> INSTRUCTIONS TO FOLLOW:
Show every line from the entries that follow which holds the word "Observable".

> DATA EXTRACT:

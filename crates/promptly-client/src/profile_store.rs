//! Currently selected profile
//!
//! Only the profile id is persisted; the full record lives in memory and is
//! re-resolved by the host after a restart via [`SelectedProfileStore::stored_id`].

use std::sync::Arc;
use tracing::{debug, warn};

use promptly_core::models::Profile;
use promptly_core::storage::SELECTED_PROFILE_KEY;
use promptly_core::{KeyValueStore, Observable, Subscription};

pub struct SelectedProfileStore {
    storage: Arc<dyn KeyValueStore>,
    state: Observable<Option<Profile>>,
}

impl SelectedProfileStore {
    /// Start with no profile selected. Storage is left as is.
    pub fn new(storage: Arc<dyn KeyValueStore>) -> Self {
        Self {
            storage,
            state: Observable::new(None),
        }
    }

    pub fn get(&self) -> Option<Profile> {
        self.state.get()
    }

    pub fn subscribe(&self) -> Subscription<Option<Profile>> {
        self.state.subscribe()
    }

    /// Select `profile`, persisting its id.
    ///
    /// Persisting is best effort: a storage failure is logged and the
    /// in-memory selection still changes. Selecting `None` keeps the
    /// persisted id.
    pub fn set(&self, profile: Option<Profile>) {
        if let Some(profile) = &profile {
            if let Err(e) = self.storage.set(SELECTED_PROFILE_KEY, &profile.id) {
                warn!(profile_id = %profile.id, "Failed to persist selected profile: {}", e);
            }
            debug!(profile_id = %profile.id, "Profile selected");
        }
        self.state.set(profile);
    }

    /// Deselect in memory. The persisted id is kept.
    pub fn clear(&self) {
        self.state.set(None);
    }

    /// Mutate the in-memory selection. Storage is not touched.
    pub fn update<F>(&self, f: F)
    where
        F: FnOnce(&mut Option<Profile>),
    {
        self.state.update(f);
    }

    /// Id persisted by an earlier selection, if readable
    pub fn stored_id(&self) -> Option<String> {
        match self.storage.get(SELECTED_PROFILE_KEY) {
            Ok(id) => id.filter(|id| !id.is_empty()),
            Err(e) => {
                warn!("Failed to read selected profile: {}", e);
                None
            }
        }
    }
}

#[cfg(test)]
mod tests {
    use super::*;
    use promptly_core::{Error, MemoryKeyValueStore, Result};

    fn profile(id: &str) -> Profile {
        Profile {
            id: id.to_string(),
            name: format!("Profile {}", id),
            description: None,
        }
    }

    struct BrokenStore;

    impl KeyValueStore for BrokenStore {
        fn get(&self, _key: &str) -> Result<Option<String>> {
            Err(Error::Storage("disk gone".to_string()))
        }

        fn set(&self, _key: &str, _value: &str) -> Result<()> {
            Err(Error::Storage("disk gone".to_string()))
        }

        fn remove(&self, _key: &str) -> Result<()> {
            Err(Error::Storage("disk gone".to_string()))
        }
    }

    #[test]
    fn test_set_persists_id() {
        let storage = Arc::new(MemoryKeyValueStore::new());
        let store = SelectedProfileStore::new(storage.clone());
        assert_eq!(store.get(), None);

        store.set(Some(profile("p1")));
        assert_eq!(store.get(), Some(profile("p1")));
        assert_eq!(storage.get(SELECTED_PROFILE_KEY).unwrap().as_deref(), Some("p1"));
        assert_eq!(store.stored_id().as_deref(), Some("p1"));
    }

    #[test]
    fn test_set_none_keeps_persisted_id() {
        let storage = Arc::new(MemoryKeyValueStore::new());
        let store = SelectedProfileStore::new(storage.clone());

        store.set(Some(profile("p1")));
        store.set(None);

        assert_eq!(store.get(), None);
        assert_eq!(store.stored_id().as_deref(), Some("p1"));
    }

    #[test]
    fn test_clear_keeps_persisted_id() {
        let storage = Arc::new(MemoryKeyValueStore::new());
        let store = SelectedProfileStore::new(storage.clone());

        store.set(Some(profile("p1")));
        store.clear();

        assert_eq!(store.get(), None);
        assert_eq!(storage.get(SELECTED_PROFILE_KEY).unwrap().as_deref(), Some("p1"));
    }

    #[test]
    fn test_update_is_memory_only() {
        let storage = Arc::new(MemoryKeyValueStore::new());
        let store = SelectedProfileStore::new(storage.clone());
        store.set(Some(profile("p1")));

        store.update(|current| *current = Some(profile("p2")));

        assert_eq!(store.get().unwrap().id, "p2");
        assert_eq!(store.stored_id().as_deref(), Some("p1"));
    }

    #[test]
    fn test_storage_failure_still_selects() {
        let store = SelectedProfileStore::new(Arc::new(BrokenStore));

        store.set(Some(profile("p2")));
        assert_eq!(store.get(), Some(profile("p2")));
        assert_eq!(store.stored_id(), None);

        store.clear();
        assert_eq!(store.get(), None);
    }

    #[tokio::test]
    async fn test_subscribers_see_selection_changes() {
        let store = SelectedProfileStore::new(Arc::new(MemoryKeyValueStore::new()));
        let mut subscription = store.subscribe();
        assert_eq!(subscription.next().await, Some(None));

        store.set(Some(profile("p3")));
        assert_eq!(subscription.next().await, Some(Some(profile("p3"))));
    }
}
//! Shared HTTP client utilities

use crate::{ClientError, Result};
use promptly_core::config::HttpSettings;
use reqwest::{Client, ClientBuilder};
use std::time::Duration;

/// HTTP client configuration
#[derive(Debug, Clone)]
pub struct HttpClientConfig {
    /// Request timeout in seconds, covering the whole exchange
    pub timeout_secs: u64,

    /// Connection timeout in seconds
    pub connect_timeout_secs: u64,

    /// Maximum number of idle connections per host
    pub pool_max_idle_per_host: usize,

    /// User agent string
    pub user_agent: String,
}

impl Default for HttpClientConfig {
    fn default() -> Self {
        Self::from(&HttpSettings::default())
    }
}

impl From<&HttpSettings> for HttpClientConfig {
    fn from(settings: &HttpSettings) -> Self {
        Self {
            timeout_secs: settings.timeout_secs,
            connect_timeout_secs: settings.connect_timeout_secs,
            pool_max_idle_per_host: settings.pool_max_idle_per_host,
            user_agent: format!("Promptly/{}", env!("CARGO_PKG_VERSION")),
        }
    }
}

/// Create a configured HTTP client with connection pooling
pub fn create_client(config: &HttpClientConfig) -> Result<Client> {
    ClientBuilder::new()
        .timeout(Duration::from_secs(config.timeout_secs))
        .connect_timeout(Duration::from_secs(config.connect_timeout_secs))
        .pool_max_idle_per_host(config.pool_max_idle_per_host)
        // Expire idle connections before the API's load balancer drops them
        .pool_idle_timeout(Duration::from_secs(90))
        .user_agent(&config.user_agent)
        .tcp_keepalive(Duration::from_secs(60))
        .build()
        .map_err(|e| ClientError::InvalidRequest(format!("Failed to create HTTP client: {}", e)))
}

#[cfg(test)]
mod tests {
    use super::*;

    #[test]
    fn test_default_config() {
        let config = HttpClientConfig::default();
        assert_eq!(config.timeout_secs, 30);
        assert_eq!(config.connect_timeout_secs, 10);
        assert_eq!(config.pool_max_idle_per_host, 8);
        assert!(config.user_agent.starts_with("Promptly/"));
    }

    #[test]
    fn test_create_client() {
        let config = HttpClientConfig::default();
        assert!(create_client(&config).is_ok());
    }

    #[test]
    fn test_client_with_custom_config() {
        let config = HttpClientConfig {
            timeout_secs: 5,
            connect_timeout_secs: 2,
            pool_max_idle_per_host: 1,
            user_agent: "Test/1.0".to_string(),
        };

        assert!(create_client(&config).is_ok());
    }
}
//! Activity telemetry records
//!
//! These are write-only: the client builds them and posts them to the
//! tracking endpoint, it never reads them back.

use serde::{Deserialize, Serialize};
use std::collections::BTreeMap;
use std::fmt;

use crate::models::User;

/// Kind of user action being reported
#[derive(Debug, Clone, Copy, PartialEq, Eq, Hash, Serialize, Deserialize)]
pub enum ActivityType {
    #[serde(rename = "Login")]
    Login,
    #[serde(rename = "Logout")]
    Logout,
    #[serde(rename = "Profile_Created")]
    ProfileCreated,
    #[serde(rename = "Profile_Updated")]
    ProfileUpdated,
    #[serde(rename = "Persona_Created")]
    PersonaCreated,
    #[serde(rename = "Persona_Updated")]
    PersonaUpdated,
    #[serde(rename = "Template_Created")]
    TemplateCreated,
    #[serde(rename = "Template_Updated")]
    TemplateUpdated,
    #[serde(rename = "Prompt_Created")]
    PromptCreated,
    #[serde(rename = "Prompt_Executed_ChatGPT")]
    PromptExecutedChatGpt,
    #[serde(rename = "Prompt_Executed_Claude")]
    PromptExecutedClaude,
    #[serde(rename = "Prompt_Executed_Gemini")]
    PromptExecutedGemini,
    #[serde(rename = "Prompt_Executed_Perplexity")]
    PromptExecutedPerplexity,
}

impl ActivityType {
    pub fn as_str(&self) -> &'static str {
        match self {
            ActivityType::Login => "Login",
            ActivityType::Logout => "Logout",
            ActivityType::ProfileCreated => "Profile_Created",
            ActivityType::ProfileUpdated => "Profile_Updated",
            ActivityType::PersonaCreated => "Persona_Created",
            ActivityType::PersonaUpdated => "Persona_Updated",
            ActivityType::TemplateCreated => "Template_Created",
            ActivityType::TemplateUpdated => "Template_Updated",
            ActivityType::PromptCreated => "Prompt_Created",
            ActivityType::PromptExecutedChatGpt => "Prompt_Executed_ChatGPT",
            ActivityType::PromptExecutedClaude => "Prompt_Executed_Claude",
            ActivityType::PromptExecutedGemini => "Prompt_Executed_Gemini",
            ActivityType::PromptExecutedPerplexity => "Prompt_Executed_Perplexity",
        }
    }
}

impl fmt::Display for ActivityType {
    fn fmt(&self, f: &mut fmt::Formatter<'_>) -> fmt::Result {
        f.write_str(self.as_str())
    }
}

/// Outcome of the reported action
#[derive(Debug, Clone, Copy, PartialEq, Eq, Hash, Serialize, Deserialize)]
#[serde(rename_all = "lowercase")]
pub enum ActivityResult {
    Success,
    Failure,
    Partial,
}

/// LLM backend a prompt was executed against
#[derive(Debug, Clone, Copy, PartialEq, Eq, Hash, Serialize, Deserialize)]
#[serde(rename_all = "lowercase")]
pub enum LlmPlatform {
    ChatGpt,
    Claude,
    Gemini,
    Perplexity,
}

impl LlmPlatform {
    pub fn as_str(&self) -> &'static str {
        match self {
            LlmPlatform::ChatGpt => "chatgpt",
            LlmPlatform::Claude => "claude",
            LlmPlatform::Gemini => "gemini",
            LlmPlatform::Perplexity => "perplexity",
        }
    }

    /// Activity type reported when a prompt runs on this platform
    pub fn executed_activity(&self) -> ActivityType {
        match self {
            LlmPlatform::ChatGpt => ActivityType::PromptExecutedChatGpt,
            LlmPlatform::Claude => ActivityType::PromptExecutedClaude,
            LlmPlatform::Gemini => ActivityType::PromptExecutedGemini,
            LlmPlatform::Perplexity => ActivityType::PromptExecutedPerplexity,
        }
    }
}

/// Body posted to the tracking endpoint
#[derive(Debug, Clone, PartialEq, Eq, Serialize, Deserialize)]
pub struct TrackActivityRequest {
    pub user_id: String,
    pub email: String,
    /// Milliseconds since the Unix epoch
    pub timestamp: i64,
    pub activity_type: ActivityType,
    pub activity_result: ActivityResult,
    #[serde(default)]
    pub activity_details: BTreeMap<String, String>,
}

/// Identity fields an activity can be attributed to.
///
/// Auth providers disagree on the identifier field name, so any of `id`,
/// `sub` or `user_id` is accepted. Empty strings count as absent.
#[derive(Debug, Clone, Default, PartialEq, Eq, Serialize, Deserialize)]
pub struct ActivityUser {
    #[serde(default, skip_serializing_if = "Option::is_none")]
    pub id: Option<String>,
    #[serde(default, skip_serializing_if = "Option::is_none")]
    pub sub: Option<String>,
    #[serde(default, skip_serializing_if = "Option::is_none")]
    pub user_id: Option<String>,
    #[serde(default, skip_serializing_if = "Option::is_none")]
    pub email: Option<String>,
}

impl ActivityUser {
    /// First non-empty identifier, in `id`, `sub`, `user_id` order
    pub fn identifier(&self) -> Option<&str> {
        [&self.id, &self.sub, &self.user_id]
            .into_iter()
            .filter_map(|field| field.as_deref())
            .find(|value| !value.is_empty())
    }

    pub fn email(&self) -> Option<&str> {
        self.email.as_deref().filter(|value| !value.is_empty())
    }
}

impl From<&User> for ActivityUser {
    fn from(user: &User) -> Self {
        Self {
            id: None,
            sub: None,
            user_id: Some(user.user_id.clone()),
            email: Some(user.email.clone()),
        }
    }
}
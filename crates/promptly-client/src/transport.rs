//! HTTP transport seam
//!
//! The request client never talks to reqwest directly; it hands a fully
//! built `TransportRequest` to an `HttpTransport`. Production code uses
//! `ReqwestTransport`, tests can substitute a scripted fake.

use async_trait::async_trait;
use bytes::Bytes;
use reqwest::header::HeaderMap;
use reqwest::{Client, Method, StatusCode};
use tracing::debug;

use crate::client::{HttpClientConfig, create_client};
use crate::Result;

/// A single outbound HTTP call
#[derive(Debug, Clone)]
pub struct TransportRequest {
    pub method: Method,
    pub url: String,
    pub headers: HeaderMap,
    pub body: Option<Vec<u8>>,
}

/// Raw response: status, headers and the fully read body
#[derive(Debug, Clone)]
pub struct TransportResponse {
    pub status: StatusCode,
    pub headers: HeaderMap,
    pub body: Bytes,
}

impl TransportResponse {
    pub fn new(status: StatusCode, body: impl Into<Bytes>) -> Self {
        Self {
            status,
            headers: HeaderMap::new(),
            body: body.into(),
        }
    }
}

#[async_trait]
pub trait HttpTransport: Send + Sync {
    /// Perform exactly one HTTP exchange
    ///
    /// # Errors
    /// - `ClientError::Transport` / `ClientError::Timeout` when no response arrives.
    ///   A non-success status is *not* an error at this layer.
    async fn send(&self, request: TransportRequest) -> Result<TransportResponse>;
}

/// `HttpTransport` backed by a pooled reqwest client
#[derive(Debug, Clone)]
pub struct ReqwestTransport {
    client: Client,
}

impl ReqwestTransport {
    pub fn new(config: &HttpClientConfig) -> Result<Self> {
        Ok(Self {
            client: create_client(config)?,
        })
    }

    pub fn from_client(client: Client) -> Self {
        Self { client }
    }
}

#[async_trait]
impl HttpTransport for ReqwestTransport {
    async fn send(&self, request: TransportRequest) -> Result<TransportResponse> {
        let mut builder = self
            .client
            .request(request.method, &request.url)
            .headers(request.headers);
        if let Some(body) = request.body {
            builder = builder.body(body);
        }

        let response = builder.send().await?;
        let status = response.status();
        let headers = response.headers().clone();
        let body = response.bytes().await?;

        debug!("{} -> {} ({} bytes)", request.url, status, body.len());

        Ok(TransportResponse {
            status,
            headers,
            body,
        })
    }
}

> SOLUTION:
use promptly_core::{KeyValueStore, Observable, Subscription};
    state: Observable<Option<Profile>>,
            state: Observable::new(None),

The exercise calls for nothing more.